SF Sourdough & Pain de Beaucaire - plus a book review
Both are from the book "Advanced Bread and Pastry". I have been baking from it a lot lately as you can tell from my blog entries, my feeling about the book is mostly positive, with some caveats. It''s a textbook for SFBI students, and stays true to that premise. I like the fact that it not only has interesting recipes, but also solid theories. Some material doesn't apply to home bakers (flour enhancement etc.) and instructions mostly assume a professional baking environment with all the neat tools, but I don't mind, I like seeing the behind the scene theories and operations, with the principals explained, it's entirely possible to adapt the instructions to my own kitchen. The bread part is only 1/4 (if that) of the book, but it's a lot of material since the whole book is huge and dense - dense in both abstract and physical sense, I am getting an arm workout just holding it! However, textbooks often require in class instructions to make them complete, and this book is no exception. There are blanks in the book I can't fill by just reading it: various starter hydration ratios are not specified, formulas just say "stiff starter", "rye starter" etc.; some breads have interesting shaping procedures, but they are NOT outlined at all in the book, this Pain de Beaucaire is a well known example, the pear buckwheat bread is another; as I found out recently, some formulas have mistakes, the two castle rye I blogged last was a good example, there's also no picture of the bread, so I can't even guess from the crumb/crust. Unlike reliable cover-all books like BBA or "Bread", this book often leaves me feeling like a student who has skipped one too many classes (a scenario I am familiar with :P). However, these flaws can be easily overcome with the help of internet. I found shaping instructions (with step by step pictues) for both the pear bread and this pain de beauaire from wildyeast's wonderful blog; got the formula error figured out after noonesperfect emailed SFBI for me; other minor details like starter hydration can be approximated with educated guess. All in all I am glad I bought this book, and I will keep baking a lot of breads and other items from it (all those beautiful cakes!) - with the help of knowledgable resources from TFL and blogs of ex-SFBI students.
Now the breads:
1. Baked SF Sourdough a few weeks back. Recipe can be found here . Probabaly not a good idea to make the Auvergnat shape, then proof it upside down in the brotform overnight. Part of the "hat" got stuck, and it became crooked during baking, kinda a funny look huh?

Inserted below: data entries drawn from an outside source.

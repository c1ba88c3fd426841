// SPDX-FileCopyrightText: 2023 Phoenix R&D GmbH <hello@phnx.im>
//
// SPDX-License-Identifier: AGPL-3.0-or-later

use cachet_common::{
    events::{client::GetMessages, server::MessagesHistoryPayload},
    MESSAGE_PAGE_LIMIT,
};

use crate::auth_service::AuthenticatedUser;

use super::{
    errors::RoomError, key_ledger::KeyLedgerEntry, membership, message_record::MessageRecord,
    room_record::RoomRecord, RoomService,
};

impl RoomService {
    /// One page of history, oldest first within the page, plus the caller's
    /// complete wrapped-key map so every returned ciphertext is decryptable.
    #[tracing::instrument(skip(self, request), fields(room_id = %request.room_id, caller = %caller.user_id))]
    pub async fn message_history(
        &self,
        caller: &AuthenticatedUser,
        request: GetMessages,
    ) -> Result<MessagesHistoryPayload, RoomError> {
        let room = RoomRecord::load(self.pool(), request.room_id)
            .await?
            .ok_or(RoomError::RoomNotFound)?;
        if !membership::is_participant(self.pool(), room.id, caller.user_id).await? {
            return Err(RoomError::NotAParticipant);
        }

        let limit = request
            .limit
            .unwrap_or(MESSAGE_PAGE_LIMIT)
            .clamp(0, MESSAGE_PAGE_LIMIT);
        let offset = request.offset.unwrap_or(0).max(0);

        let mut messages = Vec::new();
        if limit > 0 {
            let rows = MessageRecord::history_page(self.pool(), room.id, limit, offset).await?;
            // Fetched newest first; hand back chronological order.
            messages.extend(
                rows.into_iter()
                    .rev()
                    .map(|row| row.message.payload(row.sender_username)),
            );
        }

        let encrypted_symmetric_keys =
            KeyLedgerEntry::wrapped_keys_for(self.pool(), room.id, caller.user_id).await?;

        let has_more = limit > 0 && messages.len() as i64 == limit;
        Ok(MessagesHistoryPayload {
            room_id: room.id,
            count: messages.len(),
            messages,
            offset,
            has_more,
            encrypted_symmetric_keys,
        })
    }
}
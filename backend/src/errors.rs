// SPDX-FileCopyrightText: 2024 Phoenix R&D GmbH <hello@phnx.im>
//
// SPDX-License-Identifier: AGPL-3.0-or-later

use thiserror::Error;

#[derive(Debug, Error)]
pub enum StorageError {
    #[error(transparent)]
    Database(#[from] DatabaseError),
}

impl From<sqlx::Error> for StorageError {
    fn from(e: sqlx::Error) -> Self {
        Self::Database(e.into())
    }
}

impl From<sqlx::migrate::MigrateError> for StorageError {
    fn from(e: sqlx::migrate::MigrateError) -> Self {
        Self::Database(e.into())
    }
}

#[derive(Debug, Error)]
pub enum DatabaseError {
    #[error(transparent)]
    Sqlx(#[from] sqlx::Error),
    #[error(transparent)]
    Migration(#[from] sqlx::migrate::MigrateError),
}

/// Coarse classification of an operation failure, used at the gateway
/// boundary for logging and for deciding what the client gets to see.
#[derive(Debug, Clone, Copy, PartialEq, Eq)]
pub enum ErrorKind {
    Unauthenticated,
    AuthorizationDenied,
    NotFound,
    Validation,
    Conflict,
    StateInvariant,
    StorageFailure,
    TransportFailure,
}

/// Whether a unique constraint made this insert fail.
pub(crate) fn is_unique_violation(error: &sqlx::Error) -> bool {
    error
        .as_database_error()
        .is_some_and(|db_error| db_error.is_unique_violation())
}
//! Spot merger: folds external damage-spot counts into the summaries.
//!
//! One call handles one temporal offset (t0/t1/t2). The merge is split into
//! an endobrev-0 and an endobrev-1 pass because the compound unique key
//! requires a concrete endobrev value; the two passes touch disjoint keys
//! and run concurrently.

use pine_beetle_database_models::{GeographyAxis, SummaryFilter, YearOffset};
use switchy_database::Database;

use crate::PipelineError;

/// Merges spot counts into `spotst{offset}` for both endobrev regimes.
/// Returns the number of summary rows updated.
///
/// Only existing summary rows are updated; spots for a geography-year with
/// no summary are discarded.
///
/// # Errors
///
/// Returns [`PipelineError`] if a store operation fails.
pub async fn run(
    db: &dyn Database,
    axis: GeographyAxis,
    offset: YearOffset,
    filter: &SummaryFilter,
) -> Result<u64, PipelineError> {
    let (no_endo, endo) = futures::try_join!(
        pine_beetle_database::merges::merge_spots(db, axis, offset, 0, filter),
        pine_beetle_database::merges::merge_spots(db, axis, offset, 1, filter),
    )?;

    log::info!(
        "Merged {offset} spot data into {} {axis} rows",
        no_endo + endo
    );

    Ok(no_endo + endo)
}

Nice open crumb, not nearly as sour as I expected, probably due to my "not very sour" starter. However it IS more sour than my usual sourdough which uses a liquid levain with an overnight proof.
2. Baked the Pain de Beaucaire last weekend, what an interesting shaping procedure! Without Wildyeast's instruction , I would've never guessed how it's done.
The big holes in the middle are created by pockets of wheat bran and water/flour paste (as you can still see some wheat bran on the wall of the hole), sort of a "cheater's way" of getting holes in the crumb. :P However the rest of the crumb is pretty open too.
It's a bread with both levain and commercial yeast, so pretty quick to make. The taste is clean, crumb is nice, cool, and chewy, crust is thicker than a baguette.
Still amazed that a 60% hydration dough can lead to a bread this light and open.